US 11,914,567 B2
Text-based machine learning extraction of table data from a read-only document
Hongyang Yu, Wentworth Point (AU); Hanieh Borhanazad, Sydney (AU); and Sandip Mandlecha, Pune (IN)
Assigned to Coupa Software Incorporated, San Mateo, CA (US)
Filed by COUPA SOFTWARE INCORPORATED, San Mateo, CA (US)
Filed on Oct. 25, 2022, as Appl. No. 17/973,511.
Application 17/973,511 is a continuation of application No. 17/074,957, filed on Oct. 20, 2020, granted, now 11,500,843.
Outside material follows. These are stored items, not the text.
/// [§ 8.3 Margin properties](https://www.w3.org/TR/CSS2/box.html#margin-properties)
///
/// "If there is only one component value, it applies to all sides. If
/// there are two values, the top and bottom margins are set to the first
/// value and the right and left margins are set to the second. If there
/// are three values, the top is set to the first value, the left and right
/// are set to the second, and the bottom is set to the third. If there are
/// four values, they apply to the top, right, bottom, and left,
/// respectively."
fn apply_margin_shorthand(style: &mut ComputedStyle, value: &str) {
    let sides: Vec<AutoLength> = value
        .split_whitespace()
        .filter_map(parse_auto_length)
        .collect();
    let expanded = match sides.as_slice() {
        // RULE 1-VALUE: "it applies to all sides."
        &[all] => (all, all, all, all),
        // RULE 2-VALUE: vertical then horizontal.
        &[vertical, horizontal] => (vertical, horizontal, vertical, horizontal),
        // RULE 3-VALUE: top, horizontal, bottom.
        &[top, horizontal, bottom] => (top, horizontal, bottom, horizontal),
        // RULE 4-VALUE: top, right, bottom, left.
        &[top, right, bottom, left] => (top, right, bottom, left),
        _ => {
            warn_unsupported("margin", value);
            return;
        }
    };
    style.margin_top = Some(expanded.0);
    style.margin_right = Some(expanded.1);
    style.margin_bottom = Some(expanded.2);
    style.margin_left = Some(expanded.3);
}

/// [§ 8.4 Padding properties](https://www.w3.org/TR/CSS2/box.html#padding-properties)
///
/// Same expansion rules as the margin shorthand, without `auto`.
fn apply_padding_shorthand(style: &mut ComputedStyle, value: &str) {
    let Some(expanded) = expand_length_shorthand(value) else {
        warn_unsupported("padding", value);
        return;
    };
    style.padding_top = Some(expanded.0);
    style.padding_right = Some(expanded.1);
    style.padding_bottom = Some(expanded.2);
    style.padding_left = Some(expanded.3);
}

/// [§ 8.5.1 'border-width'](https://www.w3.org/TR/CSS2/box.html#border-width-properties)
fn apply_border_width_shorthand(style: &mut ComputedStyle, value: &str) {
    let Some(expanded) = expand_length_shorthand(value) else {
        warn_unsupported("border-width", value);
        return;
    };
    style.border_top_width = Some(expanded.0);
    style.border_right_width = Some(expanded.1);
    style.border_bottom_width = Some(expanded.2);
    style.border_left_width = Some(expanded.3);
}

/// Expand a 1-4 value length list to (top, right, bottom, left).
fn expand_length_shorthand(value: &str) -> Option<(LengthValue, LengthValue, LengthValue, LengthValue)> {
    let sides: Vec<LengthValue> = value.split_whitespace().filter_map(parse_length).collect();
    match sides.as_slice() {
        &[all] => Some((all, all, all, all)),
        &[vertical, horizontal] => Some((vertical, horizontal, vertical, horizontal)),
        &[top, horizontal, bottom] => Some((top, horizontal, bottom, horizontal)),
        &[top, right, bottom, left] => Some((top, right, bottom, left)),
        _ => None,
    }
}

fn set_border_widths(style: &mut ComputedStyle, width: LengthValue) {
    style.border_top_width = Some(width);
    style.border_right_width = Some(width);
    style.border_bottom_width = Some(width);
    style.border_left_width = Some(width);
}

fn parse_display(value: &str) -> Option<DisplayValue> {
    match value.to_ascii_lowercase().as_str() {
        "block" => Some(DisplayValue::block()),
        "inline" => Some(DisplayValue::inline()),
        "inline-block" => Some(DisplayValue::inline_block()),
        "flow-root" => Some(DisplayValue::flow_root()),
        "table" => Some(DisplayValue::table()),
        "flex" => Some(DisplayValue::flex()),
        "grid" => Some(DisplayValue::grid()),
        _ => None,
    }
}

fn parse_position(value: &str) -> Option<PositionValue> {
    match value.to_ascii_lowercase().as_str() {
        "static" => Some(PositionValue::Static),
        "relative" => Some(PositionValue::Relative),
        "absolute" => Some(PositionValue::Absolute),
        "fixed" => Some(PositionValue::Fixed),
        _ => None,
    }
}

fn parse_float(value: &str) -> Option<FloatValue> {
    match value.to_ascii_lowercase().as_str() {
        "none" => Some(FloatValue::None),
        "left" => Some(FloatValue::Left),
        "right" => Some(FloatValue::Right),
        _ => None,
    }
}

fn parse_clear(value: &str) -> Option<ClearValue> {
    match value.to_ascii_lowercase().as_str() {
        "none" => Some(ClearValue::None),
        "left" => Some(ClearValue::Left),
        "right" => Some(ClearValue::Right),
        "both" => Some(ClearValue::Both),
        _ => None,
    }
}

/// [§ 4.1 Lengths](https://www.w3.org/TR/css-values-4/#lengths)
///
/// "after a zero length, the unit identifier is optional"
fn parse_length(value: &str) -> Option<LengthValue> {
    let value = value.trim();
    if let Some(number) = value.strip_suffix("px") {
        return number.trim().parse().ok().map(LengthValue::Px);
    }
    if let Some(number) = value.strip_suffix("em") {
        return number.trim().parse().ok().map(LengthValue::Em);
    }
    if let Some(number) = value.strip_suffix("vw") {
        return number.trim().parse().ok().map(LengthValue::Vw);
    }
    if let Some(number) = value.strip_suffix("vh") {
        return number.trim().parse().ok().map(LengthValue::Vh);
    }
    if let Some(number) = value.strip_suffix('%') {
        return number.trim().parse().ok().map(LengthValue::Percent);
    }
    if value == "0" {
        return Some(LengthValue::Px(0.0));
    }
    None
}

fn parse_auto_length(value: &str) -> Option<AutoLength> {
    if value.eq_ignore_ascii_case("auto") {
        return Some(AutoLength::Auto);
    }
    parse_length(value).map(AutoLength::Length)
}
Claims priority of application No. 202011037847 (IN), filed on Sep. 2, 2020.
Prior Publication US 2023/0049389 A1, Feb. 16, 2023
This patent is subject to a terminal disclaimer.
Int. Cl. G06F 16/22 (2019.01); G06F 16/93 (2019.01); G06N 3/04 (2023.01); G06K 9/62 (2022.01); G06V 30/412 (2022.01); G06V 30/414 (2022.01); G06F 18/213 (2023.01); G06N 3/045 (2023.01)
CPC G06F 16/2282 (2019.01) [G06F 16/93 (2019.01); G06F 18/213 (2023.01); G06N 3/045 (2023.01); G06V 30/412 (2022.01); G06V 30/414 (2022.01)] 20 Claims
OG exemplary drawing
 
1. A computer-implemented method, comprising:
extracting text rectangle data from a digital electronic document;
converting the text rectangle data to a feature map that indicates text rectangle-level numerical data and spatial locations of text rectangles in the document;
by at least one convolutional neural network, processing the text rectangle-level numerical data to produce table-level numerical data including a spatial location of a table portion of the document, probabilities of text rectangles belonging to row canonicals, and probabilities of text rectangles belonging to column canonicals;
formatting and storing the table-level numerical data in a searchable, editable data record;
wherein the method is performed by one or more computing devices.